• What you need to do: Every line below should be set down exactly as it appears.

┏━━

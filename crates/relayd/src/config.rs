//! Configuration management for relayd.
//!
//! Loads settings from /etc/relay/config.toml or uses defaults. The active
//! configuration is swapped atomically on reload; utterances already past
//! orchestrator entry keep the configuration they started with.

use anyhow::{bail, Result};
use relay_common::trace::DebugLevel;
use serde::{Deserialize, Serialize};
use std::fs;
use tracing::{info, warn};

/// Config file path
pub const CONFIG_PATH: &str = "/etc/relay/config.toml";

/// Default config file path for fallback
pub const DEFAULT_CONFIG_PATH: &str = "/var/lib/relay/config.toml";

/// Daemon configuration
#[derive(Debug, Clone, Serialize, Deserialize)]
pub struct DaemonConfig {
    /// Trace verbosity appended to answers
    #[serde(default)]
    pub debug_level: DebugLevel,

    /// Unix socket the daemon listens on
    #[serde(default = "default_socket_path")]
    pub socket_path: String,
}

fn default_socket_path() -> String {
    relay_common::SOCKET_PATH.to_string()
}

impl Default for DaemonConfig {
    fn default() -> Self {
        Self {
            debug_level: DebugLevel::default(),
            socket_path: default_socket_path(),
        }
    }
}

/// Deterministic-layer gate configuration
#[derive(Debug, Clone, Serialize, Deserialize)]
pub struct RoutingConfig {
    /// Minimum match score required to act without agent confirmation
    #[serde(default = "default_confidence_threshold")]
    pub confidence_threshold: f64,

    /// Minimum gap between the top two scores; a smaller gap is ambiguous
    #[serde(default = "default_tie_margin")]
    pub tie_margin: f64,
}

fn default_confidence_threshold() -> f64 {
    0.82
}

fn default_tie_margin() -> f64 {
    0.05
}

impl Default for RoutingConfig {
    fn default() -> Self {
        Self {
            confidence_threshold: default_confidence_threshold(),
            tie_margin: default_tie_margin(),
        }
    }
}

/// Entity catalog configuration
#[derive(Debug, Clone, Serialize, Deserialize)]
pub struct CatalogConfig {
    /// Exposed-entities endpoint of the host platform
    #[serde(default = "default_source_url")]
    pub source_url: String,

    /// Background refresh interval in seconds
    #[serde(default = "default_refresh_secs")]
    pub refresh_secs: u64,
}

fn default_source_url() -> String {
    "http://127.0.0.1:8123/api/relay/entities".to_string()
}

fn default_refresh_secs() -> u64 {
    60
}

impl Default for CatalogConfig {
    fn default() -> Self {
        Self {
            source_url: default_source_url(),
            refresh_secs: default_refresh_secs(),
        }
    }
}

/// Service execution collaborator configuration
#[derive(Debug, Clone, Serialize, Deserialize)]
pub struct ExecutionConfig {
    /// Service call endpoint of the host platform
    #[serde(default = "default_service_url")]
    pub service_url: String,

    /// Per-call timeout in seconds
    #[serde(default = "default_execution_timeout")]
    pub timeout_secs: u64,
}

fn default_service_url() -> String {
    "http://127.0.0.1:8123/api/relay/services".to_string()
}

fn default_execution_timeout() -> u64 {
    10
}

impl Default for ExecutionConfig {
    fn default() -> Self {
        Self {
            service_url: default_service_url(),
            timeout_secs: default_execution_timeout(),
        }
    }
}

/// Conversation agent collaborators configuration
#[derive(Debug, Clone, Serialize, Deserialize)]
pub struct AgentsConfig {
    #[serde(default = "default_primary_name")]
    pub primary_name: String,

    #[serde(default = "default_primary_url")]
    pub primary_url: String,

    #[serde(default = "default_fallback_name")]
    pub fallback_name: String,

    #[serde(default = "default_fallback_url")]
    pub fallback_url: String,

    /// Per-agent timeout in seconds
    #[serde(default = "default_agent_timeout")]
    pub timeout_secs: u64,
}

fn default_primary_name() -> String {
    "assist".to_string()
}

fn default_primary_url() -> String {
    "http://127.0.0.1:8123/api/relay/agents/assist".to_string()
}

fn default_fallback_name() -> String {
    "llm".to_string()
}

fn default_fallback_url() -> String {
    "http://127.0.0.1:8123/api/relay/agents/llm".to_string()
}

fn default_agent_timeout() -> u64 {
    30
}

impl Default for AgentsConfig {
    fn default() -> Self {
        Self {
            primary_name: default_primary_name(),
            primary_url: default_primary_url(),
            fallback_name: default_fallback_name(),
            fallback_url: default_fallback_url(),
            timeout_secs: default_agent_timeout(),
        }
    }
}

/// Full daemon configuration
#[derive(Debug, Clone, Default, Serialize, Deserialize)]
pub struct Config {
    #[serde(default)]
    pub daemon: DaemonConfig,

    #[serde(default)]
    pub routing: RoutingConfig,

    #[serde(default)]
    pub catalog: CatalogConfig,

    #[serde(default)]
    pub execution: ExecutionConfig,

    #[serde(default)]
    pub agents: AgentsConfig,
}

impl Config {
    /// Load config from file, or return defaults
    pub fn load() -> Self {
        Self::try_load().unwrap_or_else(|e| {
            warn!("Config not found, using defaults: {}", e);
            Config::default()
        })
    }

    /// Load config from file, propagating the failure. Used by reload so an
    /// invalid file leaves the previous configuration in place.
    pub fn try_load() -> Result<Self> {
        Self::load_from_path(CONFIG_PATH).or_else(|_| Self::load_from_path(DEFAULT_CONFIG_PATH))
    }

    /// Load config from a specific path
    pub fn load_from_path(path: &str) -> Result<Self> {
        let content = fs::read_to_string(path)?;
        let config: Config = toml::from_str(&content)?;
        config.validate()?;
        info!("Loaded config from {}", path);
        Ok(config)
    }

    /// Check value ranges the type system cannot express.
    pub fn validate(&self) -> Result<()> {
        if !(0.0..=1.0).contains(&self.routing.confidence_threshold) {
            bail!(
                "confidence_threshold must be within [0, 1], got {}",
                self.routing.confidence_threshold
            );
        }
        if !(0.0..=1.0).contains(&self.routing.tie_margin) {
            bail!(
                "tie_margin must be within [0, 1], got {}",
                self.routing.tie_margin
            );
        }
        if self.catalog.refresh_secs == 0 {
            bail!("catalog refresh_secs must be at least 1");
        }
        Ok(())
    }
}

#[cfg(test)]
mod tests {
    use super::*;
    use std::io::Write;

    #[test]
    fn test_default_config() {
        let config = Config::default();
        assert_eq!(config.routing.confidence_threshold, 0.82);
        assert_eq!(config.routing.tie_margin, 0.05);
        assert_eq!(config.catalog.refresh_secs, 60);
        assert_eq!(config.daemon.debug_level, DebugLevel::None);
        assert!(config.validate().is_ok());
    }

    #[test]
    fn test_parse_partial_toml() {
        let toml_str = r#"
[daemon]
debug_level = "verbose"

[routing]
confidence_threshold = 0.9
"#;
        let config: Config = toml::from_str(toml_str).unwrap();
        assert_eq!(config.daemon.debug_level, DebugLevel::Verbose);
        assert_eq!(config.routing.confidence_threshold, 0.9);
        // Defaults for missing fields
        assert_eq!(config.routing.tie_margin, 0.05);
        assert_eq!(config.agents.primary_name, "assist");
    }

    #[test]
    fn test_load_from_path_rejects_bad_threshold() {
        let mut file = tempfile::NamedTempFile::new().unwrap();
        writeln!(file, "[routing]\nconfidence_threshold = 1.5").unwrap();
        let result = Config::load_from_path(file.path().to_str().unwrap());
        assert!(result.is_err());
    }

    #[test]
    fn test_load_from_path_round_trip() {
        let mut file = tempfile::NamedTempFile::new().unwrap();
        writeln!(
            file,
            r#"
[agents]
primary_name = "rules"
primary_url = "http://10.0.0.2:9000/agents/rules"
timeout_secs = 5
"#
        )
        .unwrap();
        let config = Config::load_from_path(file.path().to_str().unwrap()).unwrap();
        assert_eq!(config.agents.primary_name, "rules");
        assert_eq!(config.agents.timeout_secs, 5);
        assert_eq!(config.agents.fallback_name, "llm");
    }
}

┗━━

• Response area:
filename crates/relayd/src/config.rs
//! Configuration management for relayd.
//!
//! Loads settings from /etc/relay/config.toml or uses defaults. The active
//! configuration is swapped atomically on reload; utterances already past
//! orchestrator entry keep the configuration they started with.

use anyhow::{bail, Result};
use relay_common::trace::DebugLevel;
use serde::{Deserialize, Serialize};
use std::fs;
use tracing::{info, warn};

/// Config file path
pub const CONFIG_PATH: &str = "/etc/relay/config.toml";

/// Default config file path for fallback
pub const DEFAULT_CONFIG_PATH: &str = "/var/lib/relay/config.toml";

/// Daemon configuration
#[derive(Debug, Clone, Serialize, Deserialize)]
pub struct DaemonConfig {
    /// Trace verbosity appended to answers
    #[serde(default)]
    pub debug_level: DebugLevel,

    /// Unix socket the daemon listens on
    #[serde(default = "default_socket_path")]
    pub socket_path: String,
}

fn default_socket_path() -> String {
    relay_common::SOCKET_PATH.to_string()
}

impl Default for DaemonConfig {
    fn default() -> Self {
        Self {
            debug_level: DebugLevel::default(),
            socket_path: default_socket_path(),
        }
    }
}

/// Deterministic-layer gate configuration
#[derive(Debug, Clone, Serialize, Deserialize)]
pub struct RoutingConfig {
    /// Minimum match score required to act without agent confirmation
    #[serde(default = "default_confidence_threshold")]
    pub confidence_threshold: f64,

    /// Minimum gap between the top two scores; a smaller gap is ambiguous
    #[serde(default = "default_tie_margin")]
    pub tie_margin: f64,
}

fn default_confidence_threshold() -> f64 {
    0.82
}

fn default_tie_margin() -> f64 {
    0.05
}

impl Default for RoutingConfig {
    fn default() -> Self {
        Self {
            confidence_threshold: default_confidence_threshold(),
            tie_margin: default_tie_margin(),
        }
    }
}

/// Entity catalog configuration
#[derive(Debug, Clone, Serialize, Deserialize)]
pub struct CatalogConfig {
    /// Exposed-entities endpoint of the host platform
    #[serde(default = "default_source_url")]
    pub source_url: String,

    /// Background refresh interval in seconds
    #[serde(default = "default_refresh_secs")]
    pub refresh_secs: u64,
}

fn default_source_url() -> String {
    "http://127.0.0.1:8123/api/relay/entities".to_string()
}

fn default_refresh_secs() -> u64 {
    60
}

impl Default for CatalogConfig {
    fn default() -> Self {
        Self {
            source_url: default_source_url(),
            refresh_secs: default_refresh_secs(),
        }
    }
}

/// Service execution collaborator configuration
#[derive(Debug, Clone, Serialize, Deserialize)]
pub struct ExecutionConfig {
    /// Service call endpoint of the host platform
    #[serde(default = "default_service_url")]
    pub service_url: String,

    /// Per-call timeout in seconds
    #[serde(default = "default_execution_timeout")]
    pub timeout_secs: u64,
}

fn default_service_url() -> String {
    "http://127.0.0.1:8123/api/relay/services".to_string()
}

fn default_execution_timeout() -> u64 {
    10
}

impl Default for ExecutionConfig {
    fn default() -> Self {
        Self {
            service_url: default_service_url(),
            timeout_secs: default_execution_timeout(),
        }
    }
}

/// Conversation agent collaborators configuration
#[derive(Debug, Clone, Serialize, Deserialize)]
pub struct AgentsConfig {
    #[serde(default = "default_primary_name")]
    pub primary_name: String,

    #[serde(default = "default_primary_url")]
    pub primary_url: String,

    #[serde(default = "default_fallback_name")]
    pub fallback_name: String,

    #[serde(default = "default_fallback_url")]
    pub fallback_url: String,

    /// Per-agent timeout in seconds
    #[serde(default = "default_agent_timeout")]
    pub timeout_secs: u64,
}

fn default_primary_name() -> String {
    "assist".to_string()
}

fn default_primary_url() -> String {
    "http://127.0.0.1:8123/api/relay/agents/assist".to_string()
}

fn default_fallback_name() -> String {
    "llm".to_string()
}

fn default_fallback_url() -> String {
    "http://127.0.0.1:8123/api/relay/agents/llm".to_string()
}

fn default_agent_timeout() -> u64 {
    30
}

impl Default for AgentsConfig {
    fn default() -> Self {
        Self {
            primary_name: default_primary_name(),
            primary_url: default_primary_url(),
            fallback_name: default_fallback_name(),
            fallback_url: default_fallback_url(),
            timeout_secs: default_agent_timeout(),
        }
    }
}

/// Full daemon configuration
#[derive(Debug, Clone, Default, Serialize, Deserialize)]
pub struct Config {
    #[serde(default)]
    pub daemon: DaemonConfig,

    #[serde(default)]
    pub routing: RoutingConfig,

    #[serde(default)]
    pub catalog: CatalogConfig,

    #[serde(default)]
    pub execution: ExecutionConfig,

    #[serde(default)]
    pub agents: AgentsConfig,
}

impl Config {
    /// Load config from file, or return defaults
    pub fn load() -> Self {
        Self::try_load().unwrap_or_else(|e| {
            warn!("Config not found, using defaults: {}", e);
            Config::default()
        })
    }

    /// Load config from file, propagating the failure. Used by reload so an
    /// invalid file leaves the previous configuration in place.
    pub fn try_load() -> Result<Self> {
        Self::load_from_path(CONFIG_PATH).or_else(|_| Self::load_from_path(DEFAULT_CONFIG_PATH))
    }

    /// Load config from a specific path
    pub fn load_from_path(path: &str) -> Result<Self> {
        let content = fs::read_to_string(path)?;
        let config: Config = toml::from_str(&content)?;
        config.validate()?;
        info!("Loaded config from {}", path);
        Ok(config)
    }

    /// Check value ranges the type system cannot express.
    pub fn validate(&self) -> Result<()> {
        if !(0.0..=1.0).contains(&self.routing.confidence_threshold) {
            bail!(
                "confidence_threshold must be within [0, 1], got {}",
                self.routing.confidence_threshold
            );
        }
        if !(0.0..=1.0).contains(&self.routing.tie_margin) {
            bail!(
                "tie_margin must be within [0, 1], got {}",
                self.routing.tie_margin
            );
        }
        if self.catalog.refresh_secs == 0 {
            bail!("catalog refresh_secs must be at least 1");
        }
        Ok(())
    }
}

#[cfg(test)]
mod tests {
    use super::*;
    use std::io::Write;

    #[test]
    fn test_default_config() {
        let config = Config::default();
        assert_eq!(config.routing.confidence_threshold, 0.82);
        assert_eq!(config.routing.tie_margin, 0.05);
        assert_eq!(config.catalog.refresh_secs, 60);
        assert_eq!(config.daemon.debug_level, DebugLevel::None);
        assert!(config.validate().is_ok());
    }

    #[test]
    fn test_parse_partial_toml() {
        let toml_str = r#"
[daemon]
debug_level = "verbose"

[routing]
confidence_threshold = 0.9
"#;
        let config: Config = toml::from_str(toml_str).unwrap();
        assert_eq!(config.daemon.debug_level, DebugLevel::Verbose);
        assert_eq!(config.routing.confidence_threshold, 0.9);
        // Defaults for missing fields
        assert_eq!(config.routing.tie_margin, 0.05);
        assert_eq!(config.agents.primary_name, "assist");
    }

    #[test]
    fn test_load_from_path_rejects_bad_threshold() {
        let mut file = tempfile::NamedTempFile::new().unwrap();
        writeln!(file, "[routing]\nconfidence_threshold = 1.5").unwrap();
        let result = Config::load_from_path(file.path().to_str().unwrap());
        assert!(result.is_err());
    }

    #[test]
    fn test_load_from_path_round_trip() {
        let mut file = tempfile::NamedTempFile::new().unwrap();
        writeln!(
            file,
            r#"
[agents]
primary_name = "rules"
primary_url = "http://10.0.0.2:9000/agents/rules"
timeout_secs = 5
"#
        )
        .unwrap();
        let config = Config::load_from_path(file.path().to_str().unwrap()).unwrap();
        assert_eq!(config.agents.primary_name, "rules");
        assert_eq!(config.agents.timeout_secs, 5);
        assert_eq!(config.agents.fallback_name, "llm");
    }
}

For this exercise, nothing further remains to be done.